The terror of childhood is the thought of losing the anchor. That link with reality and security. The fear that the parents will die. It shapes the days and haunts the nights until adolescence, for at that time the wish is for the parents to die, for the young person to shed it's dependence and fly on it's own. It is the cry for freedom without the skill or knowledge to survive in the world, but the primal peak of puberty pushing for independence. When, then, the individual reaches adult and realizes that in fact the parents will die, and the mind begins to grapple with the inevitable.

As time passes, the individual then becomes aware of the ticking clock of his own mortality and chooses how to face the time. Choosing whether or not to ignore the inevitable or to prepare to put things in order or to leave a mess for someone else to clean up.

Decisions to be made, to clean up the circumstances of one's life, to put things in order, to sort through the years and the accumulation of unfinished business. The need to arrange for what is left behind.

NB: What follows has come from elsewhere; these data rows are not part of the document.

//! Per-card readiness channel and the bounded wait used before capture.
//!
//! A [`ReadinessSignal`] is owned by exactly one mounted card. Waiters hold a cheap
//! [`ReadinessHandle`] and register a listener only for the duration of a single wait attempt;
//! listeners are released on every exit path (ready, timeout, card dropped, waiter cancelled).

use std::sync::Arc;
use std::sync::atomic::{AtomicUsize, Ordering};
use std::time::Duration;

use tokio::sync::watch;

use crate::foundation::config::ReadinessPolicy;

pub mod retry;

pub use retry::{Attempt, RetryOutcome, retry_with_backoff};

/// Pause between wait attempts when callers do not choose one.
pub const DEFAULT_BACKOFF: Duration = Duration::from_millis(250);

#[derive(Debug, Default)]
struct ListenerCounters {
    registered: AtomicUsize,
    active: AtomicUsize,
}

/// Snapshot of listener bookkeeping for a signal.
#[derive(Clone, Copy, Debug, Default, PartialEq, Eq)]
pub struct ListenerStats {
    /// Listeners ever registered.
    pub registered: usize,
    /// Listeners currently registered.
    pub active: usize,
}

/// Sending half: flips `not-ready → ready` at most once.
#[derive(Debug)]
pub struct ReadinessSignal {
    tx: watch::Sender<bool>,
    counters: Arc<ListenerCounters>,
}

impl Default for ReadinessSignal {
    fn default() -> Self {
        Self::new()
    }
}

impl ReadinessSignal {
    pub fn new() -> Self {
        let (tx, _rx) = watch::channel(false);
        Self {
            tx,
            counters: Arc::new(ListenerCounters::default()),
        }
    }

    /// Mark ready. Returns `true` only for the call that performed the transition.
    pub fn mark_ready(&self) -> bool {
        self.tx.send_if_modified(|ready| {
            if *ready {
                false
            } else {
                *ready = true;
                true
            }
        })
    }

    pub fn is_ready(&self) -> bool {
        *self.tx.borrow()
    }

    /// A handle waiters can hold independently of the card's lifetime.
    pub fn handle(&self) -> ReadinessHandle {
        ReadinessHandle {
            rx: self.tx.subscribe(),
            counters: Arc::clone(&self.counters),
        }
    }
}

/// Receiving half held by waiters.
#[derive(Clone, Debug)]
pub struct ReadinessHandle {
    rx: watch::Receiver<bool>,
    counters: Arc<ListenerCounters>,
}

impl ReadinessHandle {
    pub fn is_ready(&self) -> bool {
        *self.rx.borrow()
    }

    /// The owning card is gone; readiness can no longer change.
    pub fn is_closed(&self) -> bool {
        self.rx.has_changed().is_err()
    }

    pub fn listener_stats(&self) -> ListenerStats {
        ListenerStats {
            registered: self.counters.registered.load(Ordering::Acquire),
            active: self.counters.active.load(Ordering::Acquire),
        }
    }

    fn listen(&self) -> Listener {
        self.counters.registered.fetch_add(1, Ordering::AcqRel);
        self.counters.active.fetch_add(1, Ordering::AcqRel);
        Listener {
            rx: self.rx.clone(),
            counters: Arc::clone(&self.counters),
        }
    }
}

struct Listener {
    rx: watch::Receiver<bool>,
    counters: Arc<ListenerCounters>,
}

impl Drop for Listener {
    fn drop(&mut self) {
        self.counters.active.fetch_sub(1, Ordering::AcqRel);
    }
}

/// Parameters of a readiness wait.
#[derive(Clone, Copy, Debug, PartialEq, Eq)]
pub struct WaitOptions {
    /// Bound on each attempt.
    pub timeout: Duration,
    /// Attempts after the first one.
    pub max_retries: u32,
    /// Pause between attempts.
    pub backoff: Duration,
}

impl WaitOptions {
    pub fn new(timeout: Duration, max_retries: u32) -> Self {
        Self {
            timeout,
            max_retries,
            backoff: DEFAULT_BACKOFF,
        }
    }

    pub fn with_backoff(mut self, backoff: Duration) -> Self {
        self.backoff = backoff;
        self
    }
}

/// Wait for a card to report readiness.
///
/// Returns `false` instead of failing once all attempts are exhausted or the card was unmounted;
/// callers proceed with a warning in that case.
pub async fn wait_until_ready(handle: &ReadinessHandle, timeout: Duration, max_retries: u32) -> bool {
    wait_until_ready_with(handle, WaitOptions::new(timeout, max_retries))
        .await
        .succeeded
}

/// [`wait_until_ready`] with an explicit backoff, reporting attempt counts.
#[tracing::instrument(level = "debug", skip(handle))]
pub async fn wait_until_ready_with(handle: &ReadinessHandle, opts: WaitOptions) -> RetryOutcome {
    if handle.is_ready() {
        return RetryOutcome {
            succeeded: true,
            attempts: 0,
            backoffs: 0,
        };
    }

    let outcome = retry_with_backoff(opts.max_retries.saturating_add(1), opts.backoff, |idx| {
        let mut listener = handle.listen();
        async move {
            let waited = tokio::time::timeout(opts.timeout, listener.rx.wait_for(|ready| *ready))
                .await
                .map(|r| r.is_ok());
            match waited {
                Ok(true) => Attempt::Succeeded,
                Ok(false) => {
                    tracing::debug!(attempt = idx, "card unmounted while waiting for readiness");
                    Attempt::GiveUp
                }
                Err(_) => {
                    tracing::debug!(attempt = idx, "readiness wait attempt timed out");
                    Attempt::Retry
                }
            }
        }
    })
    .await;

    if !outcome.succeeded {
        tracing::warn!(attempts = outcome.attempts, "card readiness not observed");
    }
    outcome
}

/// Permission to rasterize a card.
///
/// Normally built by [`CaptureGate::decide`]. The variants are public, so the gate is a statement
/// of intent rather than proof: `CaptureEngine::capture` still decodes every card image and fails a
/// `Confirmed` capture on the first one that is not loaded.
#[derive(Clone, Copy, Debug, PartialEq, Eq)]
pub enum CaptureGate {
    /// Readiness was observed.
    Confirmed,
    /// Readiness was not observed; the policy allows proceeding anyway.
    Degraded,
}

impl CaptureGate {
    /// Combine a wait result with the configured policy. `None` means do not capture.
    pub fn decide(ready: bool, policy: ReadinessPolicy) -> Option<Self> {
        match (ready, policy) {
            (true, _) => Some(Self::Confirmed),
            (false, ReadinessPolicy::ProceedWithWarning) => Some(Self::Degraded),
            (false, ReadinessPolicy::Abort) => None,
        }
    }
}

#[cfg(test)]
#[path = "../tests/unit/readiness/wait.rs"]
mod tests;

The inevitable reflection on the years past and how they were played, the persons along the way that influenced the choices, and the choosing of choices whether helpful or unhelpful in living a life as one would have wished the life to be lived.

The dreams unfulfilled, the hearts broken, the legacy of a lifetime.

As the muscles sag, the hair thins, the wrinkles appear, the days lived are relived. without warning, the images coalesce into a past time, a different person, the same person. The visions of the drifting snow of memories snowball into days and years relived, and the decision to accept success or failure for those times. The judgement day we all hear about, but it is we who are the judge, we are the jury of our lives and how well we have lived them. We sit at the trial of our lives and pass judgement on ourselves and whether or not we have used our time wisely. For it is then, our time is up, and we have no more moments to rebuild repair or replay the days of our lives.